Discussion and Conclusion

This thesis is about creating a semi-supervised NER system. It has the desirable property of requiring, as input, that an expert linguist lists a dozen examples of each supported entity type. It contrasts with the annotation of thousands of documents with hundreds of entity types, which is required for supervised learning. It also contrasts with manually harvesting NE lists and designing a complex rule system, which are usually required for handmade systems. The NER system we present in this thesis therefore requires very little supervision and we’ve included this human input in the Appendix.

The system presented in this thesis falls in the new category of semi-supervised and unsupervised systems. Work in this category is relatively rare and recent, and we believe ours to be the first that is devoted exclusively to the autonomous creation of an NER system.

Our overall goal is to create proof-of-concept software.

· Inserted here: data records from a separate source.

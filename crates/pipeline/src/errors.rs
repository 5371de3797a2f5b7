//! Error and retry-policy types for the AgentFlow domain.
//!
//! [`PipelineError`] covers conditions that halt a run or reject an operation
//! on the domain model. [`ExecutorError`] is what a single executor step
//! reports once its local recovery (retry, back-off, fallback) is exhausted.
//! [`ProviderError`] is produced by the infrastructure adapters (language
//! model, web search) and carries enough information to decide on a retry.
//!
//! [`RetryPolicy`] is a cross-cutting concern: any error type that participates
//! in retry decisions must be able to produce a [`RetryPolicy`].

use std::time::Duration;

use serde::{Deserialize, Serialize};
use thiserror::Error;

use crate::{AgentId, RunId};

// ---------------------------------------------------------------------------
// Retry semantics
// ---------------------------------------------------------------------------

/// Whether an error condition is safe to retry and, if so, after what delay.
///
/// - `Retryable` errors: timeouts, 5xx responses, provider rate limiting.
/// - `NonRetryable` errors: rejected credentials, invalid requests.
#[derive(Debug, Clone, PartialEq, Serialize, Deserialize)]
pub enum RetryPolicy {
    /// The operation may be retried.
    Retryable {
        /// Minimum back-off before the next attempt. `None` means apply the
        /// caller's own back-off schedule.
        after: Option<Duration>,
    },
    /// The operation must not be retried; the step fails.
    NonRetryable,
}

impl RetryPolicy {
    /// Returns `true` for [`RetryPolicy::Retryable`].
    pub fn is_retryable(&self) -> bool {
        matches!(self, Self::Retryable { .. })
    }
}

// ---------------------------------------------------------------------------
// Provider errors (external collaborators)
// ---------------------------------------------------------------------------

/// Failure reported by an external collaborator (language model or search).
#[derive(Debug, Clone, PartialEq, Error, Serialize, Deserialize)]
pub enum ProviderError {
    /// The request did not complete within the client timeout.
    #[error("request timed out: {message}")]
    Timeout {
        /// Description from the transport layer.
        message: String,
    },

    /// The provider asked us to slow down (HTTP 429).
    #[error("rate limited by provider")]
    RateLimited {
        /// Delay requested by the provider's `Retry-After` header, if any.
        retry_after: Option<Duration>,
    },

    /// The provider returned a server-side error (HTTP 5xx).
    #[error("provider unavailable (HTTP {status}): {message}")]
    Unavailable {
        /// HTTP status code.
        status: u16,
        /// Response body or reason phrase.
        message: String,
    },

    /// The connection could not be established or was reset.
    #[error("transport error: {message}")]
    Transport {
        /// Description from the transport layer.
        message: String,
    },

    /// Credentials were missing or rejected (HTTP 401/403).
    #[error("provider rejected credentials: {message}")]
    Unauthorized {
        /// Response body or reason phrase.
        message: String,
    },

    /// The request itself was invalid (other HTTP 4xx).
    #[error("invalid request: {message}")]
    InvalidRequest {
        /// Response body or reason phrase.
        message: String,
    },

    /// The response body could not be decoded.
    #[error("malformed provider response: {message}")]
    MalformedResponse {
        /// Decoder error message.
        message: String,
    },
}

impl ProviderError {
    /// Classifies the error for the retry loop.
    pub fn retry_policy(&self) -> RetryPolicy {
        match self {
            Self::Timeout { .. } | Self::Unavailable { .. } | Self::Transport { .. } => {
                RetryPolicy::Retryable { after: None }
            }
            Self::RateLimited { retry_after } => RetryPolicy::Retryable {
                after: *retry_after,
            },
            Self::Unauthorized { .. } | Self::InvalidRequest { .. } | Self::MalformedResponse { .. } => {
                RetryPolicy::NonRetryable
            }
        }
    }

    /// Maps an unsuccessful HTTP status to an error.
    ///
    /// `retry_after` is the parsed `Retry-After` header, if any; `body` is
    /// the response text, kept for diagnostics.
    pub fn from_status(status: u16, retry_after: Option<Duration>, body: &str) -> Self {
        let message = body.chars().take(500).collect::<String>();
        match status {
            401 | 403 => Self::Unauthorized { message },
            408 => Self::Timeout { message },
            429 => Self::RateLimited { retry_after },
            500..=599 => Self::Unavailable { status, message },
            _ => Self::InvalidRequest {
                message: format!("HTTP {status}: {message}"),
            },
        }
    }
}

// ---------------------------------------------------------------------------
// Executor errors
// ---------------------------------------------------------------------------

/// Failure of one executor step after local recovery was exhausted.
#[derive(Debug, Clone, PartialEq, Error, Serialize, Deserialize)]
pub enum ExecutorError {
    /// A retryable condition persisted past the retry budget.
    #[error("transient failure during {operation}: {message}")]
    Transient {
        /// The external operation that failed (e.g. `"llm.complete"`).
        operation: String,
        /// Description of the last failure.
        message: String,
    },

    /// The shared rate limiter did not grant a token within the wait bound.
    #[error("rate limit exceeded during {operation} after waiting {waited:?}")]
    RateLimitExceeded {
        /// The external operation that was throttled.
        operation: String,
        /// How long the caller waited before giving up.
        waited: Duration,
    },

    /// A non-retryable condition (bad credentials, invalid request).
    #[error("permanent failure during {operation}: {message}")]
    Permanent {
        /// The external operation that failed.
        operation: String,
        /// Description of the failure.
        message: String,
    },
}

impl ExecutorError {
    /// Creates an [`ExecutorError::Transient`].
    pub fn transient(operation: impl Into<String>, message: impl Into<String>) -> Self {
        Self::Transient {
            operation: operation.into(),
            message: message.into(),
        }
    }

    /// Creates an [`ExecutorError::Permanent`].
    pub fn permanent(operation: impl Into<String>, message: impl Into<String>) -> Self {
        Self::Permanent {
            operation: operation.into(),
            message: message.into(),
        }
    }

    /// Returns `true` for the transient family (including rate-limit exhaustion).
    pub fn is_transient(&self) -> bool {
        !matches!(self, Self::Permanent { .. })
    }
}

// ---------------------------------------------------------------------------
// Checkpoint errors
// ---------------------------------------------------------------------------

/// Failure of a [`crate::CheckpointStore`] operation.
#[derive(Debug, Clone, PartialEq, Error, Serialize, Deserialize)]
pub enum CheckpointError {
    /// No checkpoint exists for the run.
    #[error("no checkpoint found for run '{run_id}'")]
    NotFound {
        /// The run that was looked up.
        run_id: RunId,
    },

    /// The state could not be encoded or a stored snapshot could not be decoded.
    #[error("checkpoint serialisation failed: {message}")]
    Serialization {
        /// Encoder/decoder error message.
        message: String,
    },

    /// The backing storage failed.
    #[error("checkpoint storage failed: {message}")]
    Storage {
        /// Storage error message.
        message: String,
    },
}

impl From<serde_json::Error> for CheckpointError {
    fn from(err: serde_json::Error) -> Self {
        Self::Serialization {
            message: err.to_string(),
        }
    }
}

// ---------------------------------------------------------------------------
// Pipeline-level errors
// ---------------------------------------------------------------------------

/// Errors that halt a run or reject an operation on the domain model.
#[derive(Debug, Error)]
pub enum PipelineError {
    /// The configuration is invalid. Produced at load time; a run never
    /// starts with an invalid configuration.
    #[error("Configuration error: {message}")]
    ConfigurationError {
        /// Description of the configuration problem.
        message: String,
    },

    /// A quality criterion (or the validation score) was outside `[0, 1]`.
    #[error("Invalid score input: {criterion} = {value}")]
    InvalidScoreInput {
        /// Name of the offending criterion.
        criterion: String,
        /// The rejected value.
        value: f64,
    },

    /// An executor exhausted local recovery; the run stops.
    #[error("Executor '{agent}' failed: {source}")]
    ExecutorFailed {
        /// The executor that failed.
        agent: AgentId,
        /// The underlying failure.
        #[source]
        source: ExecutorError,
    },

    /// The checkpoint store failed.
    #[error(transparent)]
    Checkpoint(#[from] CheckpointError),

    /// Two partial updates from the same step wrote the same scalar field.
    #[error("Conflicting writes to field '{field}' within one step")]
    ConflictingWrite {
        /// The field written twice.
        field: &'static str,
    },

    /// A state invariant would have been broken.
    #[error("State invariant violated: {message}")]
    InvariantViolation {
        /// Description of the violated invariant.
        message: String,
    },
}

impl PipelineError {
    /// Shorthand for [`PipelineError::ConfigurationError`].
    pub fn config(message: impl Into<String>) -> Self {
        Self::ConfigurationError {
            message: message.into(),
        }
    }
}

#[cfg(test)]
mod tests {
    use super::*;

    #[test]
    fn provider_errors_map_to_retry_policies() {
        let timeout = ProviderError::Timeout {
            message: "deadline".into(),
        };
        assert_eq!(timeout.retry_policy(), RetryPolicy::Retryable { after: None });

        let limited = ProviderError::RateLimited {
            retry_after: Some(Duration::from_secs(2)),
        };
        assert_eq!(
            limited.retry_policy(),
            RetryPolicy::Retryable {
                after: Some(Duration::from_secs(2))
            }
        );

        let unauthorized = ProviderError::Unauthorized {
            message: "bad key".into(),
        };
        assert!(!unauthorized.retry_policy().is_retryable());
    }

    #[test]
    fn rate_limit_exhaustion_counts_as_transient() {
        let err = ExecutorError::RateLimitExceeded {
            operation: "search".into(),
            waited: Duration::from_secs(5),
        };
        assert!(err.is_transient());
        assert!(!ExecutorError::permanent("llm.complete", "401").is_transient());
    }

    #[test]
    fn executor_failure_displays_agent_and_cause() {
        let err = PipelineError::ExecutorFailed {
            agent: AgentId::Researcher,
            source: ExecutorError::transient("search", "503"),
        };
        assert_eq!(
            err.to_string(),
            "Executor 'researcher' failed: transient failure during search: 503"
        );
    }

    #[test]
    fn http_status_classification() {
        assert!(matches!(
            ProviderError::from_status(401, None, "bad key"),
            ProviderError::Unauthorized { .. }
        ));
        assert_eq!(
            ProviderError::from_status(429, Some(Duration::from_secs(3)), "").retry_policy(),
            RetryPolicy::Retryable {
                after: Some(Duration::from_secs(3))
            }
        );
        assert!(matches!(
            ProviderError::from_status(503, None, "busy"),
            ProviderError::Unavailable { status: 503, .. }
        ));
        assert_eq!(
            ProviderError::from_status(400, None, "bad").retry_policy(),
            RetryPolicy::NonRetryable
        );
    }
}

In completing this system, we claim four major contributions that impact the NER field, and also have the potential to be used in other domains. First, we designed the first semi-supervised NER system that performs at a comparable level to that of a simple supervised learning-based NER system (Chapter 3). Second, we present a noise filter for generating NE lists based on computational linguistics and statistical semantic techniques (Chapter 4). This noise filter outperforms previous systems devoted to the same task. Then, we demonstrate a simple technique based on set intersections that can identify unambiguous examples for a given NE type (Chapter 5). Unambiguous NEs are a requirement for creating semi-supervised disambiguation rules. Finally, our fourth contribution is an acronym detection algorithm—part of an alias

resolution system—that outperforms previous system and allows improvement in NER for a “less common and very difficult problem” (Chapter 6).

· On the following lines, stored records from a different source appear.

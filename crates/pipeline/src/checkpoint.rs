//! Checkpoint snapshots and an in-memory store.

use std::collections::BTreeMap;

use async_trait::async_trait;
use parking_lot::Mutex;
use serde::{Deserialize, Serialize};

use crate::{CheckpointError, CheckpointStore, Phase, RunId, State, Timestamp};

/// A persisted snapshot of one run.
#[derive(Debug, Clone, PartialEq, Serialize, Deserialize)]
pub struct Checkpoint {
    pub run_id: RunId,
    /// Monotonic per run, starting at 1.
    pub version: u64,
    pub saved_at: Timestamp,
    pub state: State,
}

impl Checkpoint {
    pub fn summary(&self) -> CheckpointSummary {
        CheckpointSummary {
            run_id: self.run_id.clone(),
            version: self.version,
            saved_at: self.saved_at,
            task: self.state.task().to_string(),
            phase: self.state.phase(),
            iteration_count: self.state.iteration_count(),
            finished: self.state.is_finished(),
        }
    }
}

/// Listing entry for a stored run.
#[derive(Debug, Clone, PartialEq, Serialize, Deserialize)]
pub struct CheckpointSummary {
    pub run_id: RunId,
    pub version: u64,
    pub saved_at: Timestamp,
    pub task: String,
    pub phase: Phase,
    pub iteration_count: u32,
    pub finished: bool,
}

/// Process-local checkpoint store.
///
/// Snapshots are kept as serialised JSON so that a round trip through this
/// store exercises the same encoding as a durable backend.
#[derive(Debug, Default)]
pub struct InMemoryCheckpointStore {
    runs: Mutex<BTreeMap<RunId, String>>,
}

impl InMemoryCheckpointStore {
    pub fn new() -> Self {
        Self::default()
    }
}

#[async_trait]
impl CheckpointStore for InMemoryCheckpointStore {
    async fn save(&self, run_id: &RunId, state: &State) -> Result<u64, CheckpointError> {
        let mut runs = self.runs.lock();
        let previous = match runs.get(run_id) {
            Some(raw) => serde_json::from_str::<Checkpoint>(raw)?.version,
            None => 0,
        };
        let checkpoint = Checkpoint {
            run_id: run_id.clone(),
            version: previous + 1,
            saved_at: Timestamp::now(),
            state: state.clone(),
        };
        runs.insert(run_id.clone(), serde_json::to_string(&checkpoint)?);
        Ok(checkpoint.version)
    }

    async fn load(&self, run_id: &RunId) -> Result<Checkpoint, CheckpointError> {
        let runs = self.runs.lock();
        let raw = runs.get(run_id).ok_or_else(|| CheckpointError::NotFound {
            run_id: run_id.clone(),
        })?;
        Ok(serde_json::from_str(raw)?)
    }

    async fn list(&self) -> Result<Vec<CheckpointSummary>, CheckpointError> {
        let runs = self.runs.lock();
        runs.values()
            .map(|raw| Ok(serde_json::from_str::<Checkpoint>(raw)?.summary()))
            .collect()
    }

    async fn delete(&self, run_id: &RunId) -> Result<(), CheckpointError> {
        self.runs.lock().remove(run_id);
        Ok(())
    }
}

#[cfg(test)]
mod tests {
    use super::*;
    use crate::{ContentBrief, CriterionScores, PartialStateUpdate, QualityScorer, ReviewDecision};

    fn run(id: &str) -> RunId {
        RunId::new(id).unwrap()
    }

    #[tokio::test]
    async fn versions_increase_per_run() {
        let store = InMemoryCheckpointStore::new();
        let state = State::new("task", ContentBrief::default());
        assert_eq!(store.save(&run("a"), &state).await.unwrap(), 1);
        assert_eq!(store.save(&run("a"), &state).await.unwrap(), 2);
        assert_eq!(store.save(&run("b"), &state).await.unwrap(), 1);
    }

    #[tokio::test]
    async fn load_returns_latest_state() {
        let store = InMemoryCheckpointStore::new();
        let mut state = State::new("task", ContentBrief::default());
        store.save(&run("a"), &state).await.unwrap();
        state.merge(PartialStateUpdate::new().with_draft("draft"));
        store.save(&run("a"), &state).await.unwrap();

        let loaded = store.load(&run("a")).await.unwrap();
        assert_eq!(loaded.version, 2);
        assert_eq!(loaded.state, state);
    }

    #[tokio::test]
    async fn missing_run_is_not_found() {
        let store = InMemoryCheckpointStore::new();
        assert!(matches!(
            store.load(&run("nope")).await,
            Err(CheckpointError::NotFound { .. })
        ));
    }

    #[tokio::test]
    async fn list_and_delete() {
        let store = InMemoryCheckpointStore::new();
        let state = State::new("task", ContentBrief::default());
        store.save(&run("b"), &state).await.unwrap();
        store.save(&run("a"), &state).await.unwrap();

        let ids: Vec<_> = store
            .list()
            .await
            .unwrap()
            .into_iter()
            .map(|s| s.run_id.to_string())
            .collect();
        assert_eq!(ids, ["a", "b"]);

        store.delete(&run("a")).await.unwrap();
        store.delete(&run("a")).await.unwrap();
        assert_eq!(store.list().await.unwrap().len(), 1);
    }

    #[tokio::test]
    async fn scored_state_round_trips_exactly() {
        let store = InMemoryCheckpointStore::new();
        let scorer = QualityScorer::default();
        for (a, b, c) in [(0.37, 0.61, 0.83), (0.19, 0.42, 0.77), (0.13, 0.29, 0.71)] {
            let criteria = CriterionScores {
                factual_accuracy: a,
                completeness: b,
                clarity: c,
                engagement: b,
                citations: a,
            };
            let breakdown = scorer.score(&criteria, c).unwrap();
            let mut state = State::new("task", ContentBrief::default());
            state.merge(
                PartialStateUpdate::new()
                    .with_draft("draft")
                    .with_review(breakdown.final_score, ReviewDecision::RequestRevision, "feedback"),
            );

            store.save(&run("scored"), &state).await.unwrap();
            let loaded = store.load(&run("scored")).await.unwrap();
            assert_eq!(loaded.state, state);
            assert_eq!(
                loaded.state.review_score().as_f64().to_bits(),
                breakdown.final_score.as_f64().to_bits()
            );
        }
    }
}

These contributions are crucial components to a successful semi-supervised NER system, and they are explained in the context of the whole system, for which the architecture is detailed in Figure 1. In the course of completing this system, however, we met many

limitations and difficulties, which we discuss in Section 7.1. We conclude this thesis by presenting our future work and some general long-term research ideas.

We believe the resulting system requiring little supervision has two important advantages over past systems put forth in the literature, and this is generally in favour of a shift towards semi-supervised and unsupervised techniques in the machine learning community. Our system is first extensible to new entity types. The design we adopted is free of linguistic knowledge or type-dependant heuristics. Therefore, we can modify the hierarchy or add new types, and let the system generate lists and rules. The system is also easily maintained over time. While supervised learning-based systems get most of their knowledge from large static training corpora, the system we present gets most of its knowledge from the Web.

Recrawling the Web and periodically verifying the Web pages from which lists were extracted is a straightforward approach to maintenance.